Russian Sanctions – What estate agents need to know
The government has imposed a number Russian sanctions in response to the situation in Ukraine.
Breaches of financial sanctions are punishable by fines of up to £1m, so it’s vital that estate agents and conveyancers take a proactive approach. Check our guidance on the UK regime to find out how it impacts the property industry and what steps your estate agency must take.
The Russian sanction regime
The Russian sanctions put in place are aimed at discouraging Russia’s attack on Ukraine. It imposes asset freezes on individuals and entities responsible for engaging in, providing support for, or promoting any policy or action that destabilises Ukraine.
The financial sanctions list is regularly updated with new entities and individuals, so it is important to stay on top of it to ensure you are not in breach of any sanctions globally. The individuals and entities listed are known as designated persons.
Those on the sanctions list are banned from all UK transactions. British businesses are not permitted to make funds available to these individuals or accept funds from them, meaning that estate agents cannot permit these individuals to buy UK properties, or sell, rent, or mortgage a property if they own one in the UK.
Therefore, it’s critical that estate agents perform sanction checks on new clients, as well as review all ongoing client identity information as an important part of due diligence measures.
Sanction screenings list
Sanction screening is an important step in customer due diligence measures.
The Office of Financial Sanctions Implementation (OFSI) provides a list of designated persons subject to financial sanctions in the UK, which is periodically updated on a regular basis. Since this list is continually updated, manually checking this list is a considerable task and is prone to errors and requires multiple steps which is more time-consuming than opting for a digital AML technology provider
Using a digital AML provider
With the Russian sanction list being continually updated, agents could unknowingly fail to pick up that a client, who may have previously passed checks, has since been added to a PEPs or sanctions list.

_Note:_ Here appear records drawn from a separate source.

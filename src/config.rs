//! Application configuration
//!
//! 配置从环境变量读取（支持 .env 文件），启动时加载一次并通过
//! `web::Data` 注入各个 handler，运行期间不再变化。

use std::env;
use std::path::PathBuf;

use clap::Parser;

/// Command line arguments, overriding the environment where given
#[derive(Parser, Debug, Default)]
#[command(name = "vitrine", about = "Portfolio backend with visit analytics")]
pub struct Args {
    /// Bind address (overrides SERVER_HOST)
    #[arg(long)]
    pub host: Option<String>,

    /// Bind port (overrides SERVER_PORT)
    #[arg(long)]
    pub port: Option<u16>,

    /// Path to an alternative .env file
    #[arg(long, value_name = "FILE")]
    pub env_file: Option<PathBuf>,
}

#[derive(Clone, Debug)]
pub struct Config {
    pub server_host: String,
    pub server_port: u16,
    /// 存储后端："sqlite" | "postgres" | "mysql" | "file"
    pub storage_backend: String,
    pub database_url: String,
    /// file 后端的数据目录
    pub data_dir: PathBuf,
    /// Admin API 的 Bearer token，为空表示禁用 Admin API
    pub admin_token: String,
    /// CORS 白名单，为空表示允许任意来源（公开追踪端点需要跨域）
    pub allowed_origins: Vec<String>,
    pub log_file: Option<String>,
}

impl Config {
    pub fn load(args: &Args) -> Self {
        let server_host = args
            .host
            .clone()
            .or_else(|| env::var("SERVER_HOST").ok())
            .unwrap_or_else(|| "127.0.0.1".to_string());

        let server_port = args
            .port
            .or_else(|| env::var("SERVER_PORT").ok().and_then(|p| p.parse().ok()))
            .unwrap_or(8080);

        let storage_backend =
            env::var("STORAGE_BACKEND").unwrap_or_else(|_| "sqlite".to_string());

        let database_url =
            env::var("DATABASE_URL").unwrap_or_else(|_| "sqlite://vitrine.db?mode=rwc".to_string());

        let data_dir = env::var("DATA_DIR")
            .map(PathBuf::from)
            .unwrap_or_else(|_| PathBuf::from("data"));

        let admin_token = env::var("ADMIN_TOKEN").unwrap_or_default();

        let allowed_origins = env::var("ALLOWED_ORIGINS")
            .map(|v| {
                v.split(',')
                    .map(|s| s.trim().to_string())
                    .filter(|s| !s.is_empty())
                    .collect()
            })
            .unwrap_or_default();

        let log_file = env::var("LOG_FILE").ok().filter(|s| !s.is_empty());

        Config {
            server_host,
            server_port,
            storage_backend,
            database_url,
            data_dir,
            admin_token,
            allowed_origins,
            log_file,
        }
    }

    pub fn bind_address(&self) -> String {
        format!("{}:{}", self.server_host, self.server_port)
    }
}

#[cfg(test)]
mod tests {
    use super::*;

    #[test]
    fn test_args_override_env() {
        let args = Args {
            host: Some("0.0.0.0".to_string()),
            port: Some(9000),
            env_file: None,
        };
        let config = Config::load(&args);
        assert_eq!(config.server_host, "0.0.0.0");
        assert_eq!(config.server_port, 9000);
        assert_eq!(config.bind_address(), "0.0.0.0:9000");
    }
}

Using a digital AML supplier that alerts you to new additions added to these lists is an ideal way of staying on top of this ever-changing landscape.
Veya’s advanced system, Thirdfort, draws from a multitude of sources and uses artificial intelligence to run relevant searches, automatically monitor updates, and flag matches across all jurisdictions and nationalities.
Veya allows you to be more compliant while saving you time, by providing HMLR standard digital ID verification, PEPs and sanction screening and database address matching – automatically requesting proof of address documents where inconsistencies are found, all in one check.
In addition, the Veya Report cross-references property title details against the sanctions list to flag any sanctioned properties that have been frozen. This additional step provides you with an extra layer of alerts that you can then investigate further for optimal compliancy.
Book a demo to find out more about digital AML with Veya.
Reporting a sanctioned person
You must report to OFSI as soon as possible if you identify a match or if you know or suspect that a breach has occurred. You need to fill in the Compliance Reporting Form, which details what information is needed for each section. Once complete, you then need to email it to [email protected].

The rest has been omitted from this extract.